Since you're looking for general advice, conventional wisdom has it that you would spend about 50% on video and 50% on audio. For your TV size, you'll want a seating distance of about 1.5x your TV diagonal if you have HD and want an immersive, movie theater-like experience. 2x your seating distance is better for more casual viewing or non-HD sources.

LCD vs. LED/LCD vs. Plasma will have a lot to do with your budget and lighting conditions. Plasmas tend to have a shiny surface like a mirror, so with lots of light in your room, can be distractingly reflective. LCDs tend to have a matte finish, so while they also reflect light, they do so in a more diffused manner for less distraction in a well-lit room.

On the audio side, assuming you follow the 50% rule, this leaves about $1500 for your AVR, speakers, and sub. Believe it or not, that's not a lot. I'd budget out about $500 for a sub, $500 for speakers, and $500 for your AVR. 

Sub: Emotiva, Elemental Designs, and HSU all have subs in your price range. SVS, Epik, and Rythmik have options for a little more.

Speakers: 3 identical speakers up front is ideal, though many people will prefer the aesthetics of 2 vertical speakers for left and right, and a horizontal center. At $500 for 5 speakers, your budget is pretty limited. I would suggest the Infinity Primus Series, or the Behringer B2030P or Pioneer SP series at Bestbuy to save a little money. 

AVR: Check Accessories4less.com for refurbed onkyo, marantz, and Denon with Audyssey MultEQ for hassle free setup.

One thing we haven't talked about is room treatments. If you have a lot of highly reflective surfaces in the room, you'll want some absorption panels on the front wall and at the 1st reflection points. Is the room tends towards the smaller side, you may also want some diffusion in the back to help make the surround effects more immersive. Almost every room could use some bass traps, but Audyssey will help a bit in this department. DIYing these acoustic treatments is more cost effective.


----------



## Jungle Jack (Jul 28, 2009)

Hello,
Marshall has laid out an excellent path that I completely agree with. The HSU VTF-2 MKIII for $509 is a fantastic value and provides you with a tremendous amount of quality Bass.
Cheers,
JJ


----------



## eugovector (Sep 4, 2006)

Jungle Jack said:


> Hello,
> Marshall has laid out an excellent path that I completely agree with. The HSU VTF-2 MKIII for $509 is a fantastic value and provides you with a tremendous amount of quality Bass.
> Cheers,
> JJ


Just don't forget to budget $63 for shipping.

Another thing I totally forgot...you're going to need some cables to hook everything up. Monoprice.com


----------



## mimmo5492 (Aug 5, 2011)

Hi guy


----------



## Brunt (Aug 7, 2011)

Room size and dimensions are needed for accurate recommendations. Also, If you can control the light a projector would add some serious immersion over a flat panel.


----------



## engtaz (Jul 9, 2010)

Welcome


----------



## robbo266317 (Sep 22, 2008)

Welcome aboard,

Cheers,
Bill.


----------



## GranteedEV (Aug 8, 2010)

I think your budget might be a bit small for what you want.

Have you considered 2.2 speakers instead?
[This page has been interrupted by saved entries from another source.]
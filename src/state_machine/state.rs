use std::fmt;

use serde::{Deserialize, Serialize};

use super::job::{JobCycle, StepOutcome};

/// States of a job cycle.
///
/// Each job flows through: IDLE → DOWNLOADING → UPLOADING → STARTING →
/// MONITORING → {COMPLETED, FAILED} → IDLE
#[derive(Debug, Clone, Copy, PartialEq, Eq, Serialize, Deserialize)]
pub enum State {
    Idle,
    Downloading,
    Uploading,
    Starting,
    Monitoring,
    Completed,
    Failed,
}

impl State {
    pub fn is_terminal(self) -> bool {
        matches!(self, State::Completed | State::Failed)
    }
}

impl fmt::Display for State {
    fn fmt(&self, f: &mut fmt::Formatter<'_>) -> fmt::Result {
        match self {
            State::Idle => write!(f, "IDLE"),
            State::Downloading => write!(f, "DOWNLOADING"),
            State::Uploading => write!(f, "UPLOADING"),
            State::Starting => write!(f, "STARTING"),
            State::Monitoring => write!(f, "MONITORING"),
            State::Completed => write!(f, "COMPLETED"),
            State::Failed => write!(f, "FAILED"),
        }
    }
}

/// The result of evaluating a state transition.
#[derive(Debug, Clone, PartialEq, Eq)]
pub enum Transition {
    /// Move to the given state.
    Next(State),
    /// Shutdown interrupted the cycle; the state is left where it was.
    Interrupted,
}

/// Drives a `JobCycle` through the state machine.
pub struct StateMachine;

impl StateMachine {
    /// Compute and apply the next transition for `cycle` given the outcome
    /// of the stage it is in.
    ///
    /// - A successful stage advances to the following state; a successful
    ///   `Monitoring` stage ends in `Completed`.
    /// - A failed stage goes straight to `Failed`, skipping every later stage.
    /// - `Completed` and `Failed` always return to `Idle` (cleanup done).
    /// - `Interrupted` freezes the cycle in its current state.
    pub fn next(cycle: &mut JobCycle, outcome: StepOutcome) -> Transition {
        let transition = match (cycle.state, outcome) {
            (State::Completed | State::Failed, _) => Transition::Next(State::Idle),
            (_, StepOutcome::Interrupted) => Transition::Interrupted,
            (State::Idle, StepOutcome::Success) => Transition::Next(State::Downloading),
            // Nothing was acquired; there is no cycle to fail.
            (State::Idle, StepOutcome::Failure(_)) => Transition::Next(State::Idle),
            (State::Downloading, StepOutcome::Success) => Transition::Next(State::Uploading),
            (State::Uploading, StepOutcome::Success) => Transition::Next(State::Starting),
            (State::Starting, StepOutcome::Success) => Transition::Next(State::Monitoring),
            (State::Monitoring, StepOutcome::Success) => Transition::Next(State::Completed),
            (_, StepOutcome::Failure(cause)) => {
                cycle.failure = Some(cause);
                Transition::Next(State::Failed)
            }
        };

        match &transition {
            Transition::Next(next_state) => {
                cycle.state_history.push(cycle.state);
                cycle.state = *next_state;
            }
            Transition::Interrupted => cycle.interrupted = true,
        }
        cycle.updated_at = chrono::Utc::now();

        transition
    }
}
Scrap the center and surrounds, for now. Just go with a sweet display and speakers for a very immersive setup, and then eventually add other things like surrounds, center, 

I know a lot of people say that LCDs have caught up to plasmas, but I'm skeptical. I consider plasmas the safe route. This is the display I would purchase if I were in the market right now.

...this doesn't leave much budget for the sound aspect. I would lean towards an Epik Legend Subwoofer, and a pair of JBL LSR 2328P speakers, all integrated by a decent receiver with quality preamp outputs, like the SR5004.. If any money is left in the budget, I would first add a second subwoofer, and then add a pair of LSR 2325P surrounds and finally a center and a third subwoofer, and then look to add some broadband bass traps and diffusion panels, someday. The JBL speakers do have a very consistent, controlled off axis radiation pattern such that they should be pretty "any room" friendly. There's some speakers out there whose off axis radiation _requires_ acoustic panels to sound decent - i would steer clear of any such speaker options - acoustic treatments are meant to address problems created by the room, not the speaker, and as a band-aid could do more harm than good.

In a custom HT room, an acoustically transparent projection screen and projector are always a great choice, as well. SeymourAV and JVC would probably be my choices, respectively.


----------



## sga2 (Nov 14, 2009)

GranteedEV said:


> I think your budget might be a bit small for what you want.
> 
> Have you considered 2.2 speakers instead? Scrap the center and surrounds, for now. Just go with a sweet display and speakers for a very immersive setup, and then eventually add other things like surrounds, center


I completely agree. Unless you know there is absolutely zero chance of upgrading/adding to the system in the next 5 years, I would buy as few components as possible to make a functional system so you can maximize the quality then add parts as needed over the next few years. A very good 2-channel setup will beat a mediocre 5-channel setup.

Also, going with a projector is worth considering if the room is large enough and if you have complete light control. You can get a decent projector and DIY (paint on wall with basic velvet border) screen for $1k and add a little more $ to the audio budget. 

Have fun and good luck!

Regards,
sga2


----------